**PROVIDED RECORDS**
***

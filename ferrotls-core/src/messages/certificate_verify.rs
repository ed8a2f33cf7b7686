//! CertificateVerify (RFC 8446 Section 4.4.3).

use crate::error::{Error, Result};
use crate::messages::{read_vec16, write_vec16};
use bytes::{Buf, BufMut, BytesMut};
use ferrotls_crypto::SignatureScheme;

/// CertificateVerify message body.
#[derive(Debug, Clone, PartialEq, Eq)]
pub struct CertificateVerify {
    /// Signature scheme
    pub scheme: SignatureScheme,
    /// Signature over the transcript content
    pub signature: Vec<u8>,
}

impl CertificateVerify {
    /// Encode the body.
    pub fn encode(&self) -> Vec<u8> {
        let mut buf = BytesMut::with_capacity(4 + self.signature.len());
        buf.put_u16(self.scheme.to_u16());
        write_vec16(&mut buf, &self.signature);
        buf.to_vec()
    }

    /// Decode the body.
    pub fn decode(mut data: &[u8]) -> Result<Self> {
        if data.remaining() < 2 {
            return Err(Error::InvalidMessage("CertificateVerify truncated".into()));
        }
        let raw = data.get_u16();
        let scheme = SignatureScheme::from_u16(raw).ok_or_else(|| {
            Error::NegotiationFailure(format!("Unknown signature scheme 0x{:04x}", raw))
        })?;
        let signature = read_vec16(&mut data)?;
        if !data.is_empty() {
            return Err(Error::InvalidMessage(
                "Trailing CertificateVerify bytes".into(),
            ));
        }
        Ok(Self { scheme, signature })
    }
}

/// Build the content CertificateVerify signs: 64 spaces, the context
/// string, a zero byte, then the transcript hash.
pub fn signed_content(is_server: bool, transcript_hash: &[u8]) -> Vec<u8> {
    let context: &[u8] = if is_server {
        b"TLS 1.3, server CertificateVerify"
    } else {
        b"TLS 1.3, client CertificateVerify"
    };
    let mut content = Vec::with_capacity(64 + context.len() + 1 + transcript_hash.len());
    content.extend_from_slice(&[0x20; 64]);
    content.extend_from_slice(context);
    content.push(0);
    content.extend_from_slice(transcript_hash);
    content
}

#[cfg(test)]
mod tests {
    use super::*;

    #[test]
    fn test_roundtrip() {
        let msg = CertificateVerify {
            scheme: SignatureScheme::EcdsaSecp256r1Sha256,
            signature: vec![0xde; 70],
        };
        assert_eq!(CertificateVerify::decode(&msg.encode()).unwrap(), msg);
    }

    #[test]
    fn test_unknown_scheme_rejected() {
        let mut encoded = CertificateVerify {
            scheme: SignatureScheme::RsaPssRsaeSha256,
            signature: vec![1],
        }
        .encode();
        encoded[0] = 0xff;
        assert!(CertificateVerify::decode(&encoded).is_err());
    }

    #[test]
    fn test_signed_content_layout() {
        let content = signed_content(true, &[0xab; 32]);
        assert_eq!(&content[..64], &[0x20; 64]);
        assert_eq!(&content[64..97], b"TLS 1.3, server CertificateVerify");
        assert_eq!(content[97], 0);
        assert_eq!(&content[98..], &[0xab; 32]);
        assert_ne!(signed_content(false, &[0xab; 32]), content);
    }
}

***

**TASK OBJECTIVE**
Retype all of the lines shown above, keeping each one exact.

**EXERCISE RESPONSE**
filename ferrotls-core/src/messages/certificate_verify.rs
repository ed8a2f33cf7b7686
//! CertificateVerify (RFC 8446 Section 4.4.3).

use crate::error::{Error, Result};
use crate::messages::{read_vec16, write_vec16};
use bytes::{Buf, BufMut, BytesMut};
use ferrotls_crypto::SignatureScheme;

/// CertificateVerify message body.
#[derive(Debug, Clone, PartialEq, Eq)]
pub struct CertificateVerify {
    /// Signature scheme
    pub scheme: SignatureScheme,
    /// Signature over the transcript content
    pub signature: Vec<u8>,
}

impl CertificateVerify {
    /// Encode the body.
    pub fn encode(&self) -> Vec<u8> {
        let mut buf = BytesMut::with_capacity(4 + self.signature.len());
        buf.put_u16(self.scheme.to_u16());
        write_vec16(&mut buf, &self.signature);
        buf.to_vec()
    }

    /// Decode the body.
    pub fn decode(mut data: &[u8]) -> Result<Self> {
        if data.remaining() < 2 {
            return Err(Error::InvalidMessage("CertificateVerify truncated".into()));
        }
        let raw = data.get_u16();
        let scheme = SignatureScheme::from_u16(raw).ok_or_else(|| {
            Error::NegotiationFailure(format!("Unknown signature scheme 0x{:04x}", raw))
        })?;
        let signature = read_vec16(&mut data)?;
        if !data.is_empty() {
            return Err(Error::InvalidMessage(
                "Trailing CertificateVerify bytes".into(),
            ));
        }
        Ok(Self { scheme, signature })
    }
}

/// Build the content CertificateVerify signs: 64 spaces, the context
/// string, a zero byte, then the transcript hash.
pub fn signed_content(is_server: bool, transcript_hash: &[u8]) -> Vec<u8> {
    let context: &[u8] = if is_server {
        b"TLS 1.3, server CertificateVerify"
    } else {
        b"TLS 1.3, client CertificateVerify"
    };
    let mut content = Vec::with_capacity(64 + context.len() + 1 + transcript_hash.len());
    content.extend_from_slice(&[0x20; 64]);
    content.extend_from_slice(context);
    content.push(0);
    content.extend_from_slice(transcript_hash);
    content
}

#[cfg(test)]
mod tests {
    use super::*;

    #[test]
    fn test_roundtrip() {
        let msg = CertificateVerify {
            scheme: SignatureScheme::EcdsaSecp256r1Sha256,
            signature: vec![0xde; 70],
        };
        assert_eq!(CertificateVerify::decode(&msg.encode()).unwrap(), msg);
    }

    #[test]
    fn test_unknown_scheme_rejected() {
        let mut encoded = CertificateVerify {
            scheme: SignatureScheme::RsaPssRsaeSha256,
            signature: vec![1],
        }
        .encode();
        encoded[0] = 0xff;
        assert!(CertificateVerify::decode(&encoded).is_err());
    }

    #[test]
    fn test_signed_content_layout() {
        let content = signed_content(true, &[0xab; 32]);
        assert_eq!(&content[..64], &[0x20; 64]);
        assert_eq!(&content[64..97], b"TLS 1.3, server CertificateVerify");
        assert_eq!(content[97], 0);
        assert_eq!(&content[98..], &[0xab; 32]);
        assert_ne!(signed_content(false, &[0xab; 32]), content);
    }
}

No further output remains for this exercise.